Goal of the exercise: From top to bottom, restate the entries below word for word.

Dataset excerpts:
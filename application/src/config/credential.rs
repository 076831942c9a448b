//! Delegate access credential.

use crate::error::ServiceError;

/// API key used to reach the delegate.
///
/// Resolved once at the start of each request and handed to the
/// request-scoped delegate; never read from ambient state afterwards.
/// `Debug` output is masked.
#[derive(Clone, PartialEq, Eq)]
pub struct DelegateCredential(String);

impl DelegateCredential {
    /// Resolve a configured key, treating absent or blank keys as a
    /// configuration error.
    pub fn resolve(configured: Option<&str>) -> Result<Self, ServiceError> {
        match configured.map(str::trim) {
            Some(key) if !key.is_empty() => Ok(Self(key.to_string())),
            _ => Err(ServiceError::Configuration(
                "delegate API key is not configured".to_string(),
            )),
        }
    }

    /// The raw secret, for building the authorization header
    pub fn expose(&self) -> &str {
        &self.0
    }

    /// Masked form for logs: first and last four characters
    pub fn masked(&self) -> String {
        if self.0.len() <= 8 || !self.0.is_ascii() {
            "*".repeat(self.0.chars().count())
        } else {
            format!("{}...{}", &self.0[..4], &self.0[self.0.len() - 4..])
        }
    }
}

impl std::fmt::Debug for DelegateCredential {
    fn fmt(&self, f: &mut std::fmt::Formatter<'_>) -> std::fmt::Result {
        f.debug_tuple("DelegateCredential")
            .field(&self.masked())
            .finish()
    }
}
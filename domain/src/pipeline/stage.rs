//! Per-candidate lifecycle

use serde::Serialize;

/// Lifecycle stage of one candidate (or one interactive check)
///
/// ```text
/// Pending → Solved → Normalized → Matched → Validated   (numeric)
/// Pending → Solved ─────────────────────→ Validated   (direct index)
///    └──────────┴─────────┴── Rejected
/// ```
///
/// `Validated` and `Rejected` are terminal; nothing is retried.
#[derive(Debug, Clone, Copy, PartialEq, Eq, Serialize)]
#[serde(rename_all = "snake_case")]
pub enum CandidateStage {
    Pending,
    Solved,
    Normalized,
    Matched,
    Validated,
    Rejected,
}

impl CandidateStage {
    pub fn as_str(self) -> &'static str {
        match self {
            CandidateStage::Pending => "pending",
            CandidateStage::Solved => "solved",
            CandidateStage::Normalized => "normalized",
            CandidateStage::Matched => "matched",
            CandidateStage::Validated => "validated",
            CandidateStage::Rejected => "rejected",
        }
    }
}

impl std::fmt::Display for CandidateStage {
    fn fmt(&self, f: &mut std::fmt::Formatter<'_>) -> std::fmt::Result {
        f.write_str(self.as_str())
    }
}
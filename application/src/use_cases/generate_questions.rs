//! Generate Questions use case.
//!
//! Backs the batch endpoint: one generation call, then batch validation.
//! Errors from the generation call fail the whole request; per-question
//! failures only shorten the returned list.

use crate::error::ServiceError;
use crate::ports::question_generator::{GenerationRequest, QuestionGenerator};
use crate::use_cases::validate_batch::{ValidateBatchInput, ValidateBatchUseCase};
use quizcheck_domain::{BatchSize, Subject, ValidatedQuestion};
use std::sync::Arc;
use tracing::{info, warn};

/// Input for the [`GenerateQuestionsUseCase`].
#[derive(Debug, Clone)]
pub struct GenerateQuestionsInput {
    pub subject: Subject,
    pub topic: String,
    pub difficulty: String,
    pub count: BatchSize,
}

impl GenerateQuestionsInput {
    pub fn new(
        subject: Subject,
        topic: impl Into<String>,
        difficulty: impl Into<String>,
        count: BatchSize,
    ) -> Self {
        Self {
            subject,
            topic: topic.into(),
            difficulty: difficulty.into(),
            count,
        }
    }
}

/// Use case for generating a batch of validated questions.
pub struct GenerateQuestionsUseCase {
    generator: Arc<dyn QuestionGenerator>,
    validator: ValidateBatchUseCase,
}

impl GenerateQuestionsUseCase {
    pub fn new(generator: Arc<dyn QuestionGenerator>, validator: ValidateBatchUseCase) -> Self {
        Self {
            generator,
            validator,
        }
    }

    pub async fn execute(
        &self,
        input: GenerateQuestionsInput,
    ) -> Result<Vec<ValidatedQuestion>, ServiceError> {
        info!(
            subject = %input.subject,
            topic = %input.topic,
            difficulty = %input.difficulty,
            count = input.count.get(),
            "Generating questions"
        );

        let request = GenerationRequest {
            subject: input.subject.clone(),
            topic: input.topic,
            difficulty: input.difficulty,
            count: input.count,
        };
        let mut candidates = self.generator.generate(&request).await?.questions;

        if candidates.len() > input.count.get() {
            warn!(
                generated = candidates.len(),
                requested = input.count.get(),
                "Generation returned extra candidates; discarding the surplus"
            );
            candidates.truncate(input.count.get());
        }

        let outcome = self
            .validator
            .execute(ValidateBatchInput::new(input.subject, candidates))
            .await;
        Ok(outcome.validated)
    }
}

Result for this exercise:
filename application/src/config/credential.rs
repository 076831942c9a448b
//! Delegate access credential.

use crate::error::ServiceError;

/// API key used to reach the delegate.
///
/// Resolved once at the start of each request and handed to the
/// request-scoped delegate; never read from ambient state afterwards.
/// `Debug` output is masked.
#[derive(Clone, PartialEq, Eq)]
pub struct DelegateCredential(String);

impl DelegateCredential {
    /// Resolve a configured key, treating absent or blank keys as a
    /// configuration error.
    pub fn resolve(configured: Option<&str>) -> Result<Self, ServiceError> {
        match configured.map(str::trim) {
            Some(key) if !key.is_empty() => Ok(Self(key.to_string())),
            _ => Err(ServiceError::Configuration(
                "delegate API key is not configured".to_string(),
            )),
        }
    }

    /// The raw secret, for building the authorization header
    pub fn expose(&self) -> &str {
        &self.0
    }

    /// Masked form for logs: first and last four characters
    pub fn masked(&self) -> String {
        if self.0.len() <= 8 || !self.0.is_ascii() {
            "*".repeat(self.0.chars().count())
        } else {
            format!("{}...{}", &self.0[..4], &self.0[self.0.len() - 4..])
        }
    }
}

impl std::fmt::Debug for DelegateCredential {
    fn fmt(&self, f: &mut std::fmt::Formatter<'_>) -> std::fmt::Result {
        f.debug_tuple("DelegateCredential")
            .field(&self.masked())
            .finish()
    }
}
filename domain/src/pipeline/stage.rs
//! Per-candidate lifecycle

use serde::Serialize;

/// Lifecycle stage of one candidate (or one interactive check)
///
/// ```text
/// Pending → Solved → Normalized → Matched → Validated   (numeric)
/// Pending → Solved ─────────────────────→ Validated   (direct index)
///    └──────────┴─────────┴── Rejected
/// ```
///
/// `Validated` and `Rejected` are terminal; nothing is retried.
#[derive(Debug, Clone, Copy, PartialEq, Eq, Serialize)]
#[serde(rename_all = "snake_case")]
pub enum CandidateStage {
    Pending,
    Solved,
    Normalized,
    Matched,
    Validated,
    Rejected,
}

impl CandidateStage {
    pub fn as_str(self) -> &'static str {
        match self {
            CandidateStage::Pending => "pending",
            CandidateStage::Solved => "solved",
            CandidateStage::Normalized => "normalized",
            CandidateStage::Matched => "matched",
            CandidateStage::Validated => "validated",
            CandidateStage::Rejected => "rejected",
        }
    }
}

impl std::fmt::Display for CandidateStage {
    fn fmt(&self, f: &mut std::fmt::Formatter<'_>) -> std::fmt::Result {
        f.write_str(self.as_str())
    }
}
filename application/src/use_cases/generate_questions.rs
//! Generate Questions use case.
//!
//! Backs the batch endpoint: one generation call, then batch validation.
//! Errors from the generation call fail the whole request; per-question
//! failures only shorten the returned list.

use crate::error::ServiceError;
use crate::ports::question_generator::{GenerationRequest, QuestionGenerator};
use crate::use_cases::validate_batch::{ValidateBatchInput, ValidateBatchUseCase};
use quizcheck_domain::{BatchSize, Subject, ValidatedQuestion};
use std::sync::Arc;
use tracing::{info, warn};

/// Input for the [`GenerateQuestionsUseCase`].
#[derive(Debug, Clone)]
pub struct GenerateQuestionsInput {
    pub subject: Subject,
    pub topic: String,
    pub difficulty: String,
    pub count: BatchSize,
}

impl GenerateQuestionsInput {
    pub fn new(
        subject: Subject,
        topic: impl Into<String>,
        difficulty: impl Into<String>,
        count: BatchSize,
    ) -> Self {
        Self {
            subject,
            topic: topic.into(),
            difficulty: difficulty.into(),
            count,
        }
    }
}

/// Use case for generating a batch of validated questions.
pub struct GenerateQuestionsUseCase {
    generator: Arc<dyn QuestionGenerator>,
    validator: ValidateBatchUseCase,
}

impl GenerateQuestionsUseCase {
    pub fn new(generator: Arc<dyn QuestionGenerator>, validator: ValidateBatchUseCase) -> Self {
        Self {
            generator,
            validator,
        }
    }

    pub async fn execute(
        &self,
        input: GenerateQuestionsInput,
    ) -> Result<Vec<ValidatedQuestion>, ServiceError> {
        info!(
            subject = %input.subject,
            topic = %input.topic,
            difficulty = %input.difficulty,
            count = input.count.get(),
            "Generating questions"
        );

        let request = GenerationRequest {
            subject: input.subject.clone(),
            topic: input.topic,
            difficulty: input.difficulty,
            count: input.count,
        };
        let mut candidates = self.generator.generate(&request).await?.questions;

        if candidates.len() > input.count.get() {
            warn!(
                generated = candidates.len(),
                requested = input.count.get(),
                "Generation returned extra candidates; discarding the surplus"
            );
            candidates.truncate(input.count.get());
        }

        let outcome = self
            .validator
            .execute(ValidateBatchInput::new(input.subject, candidates))
            .await;
        Ok(outcome.validated)
    }
}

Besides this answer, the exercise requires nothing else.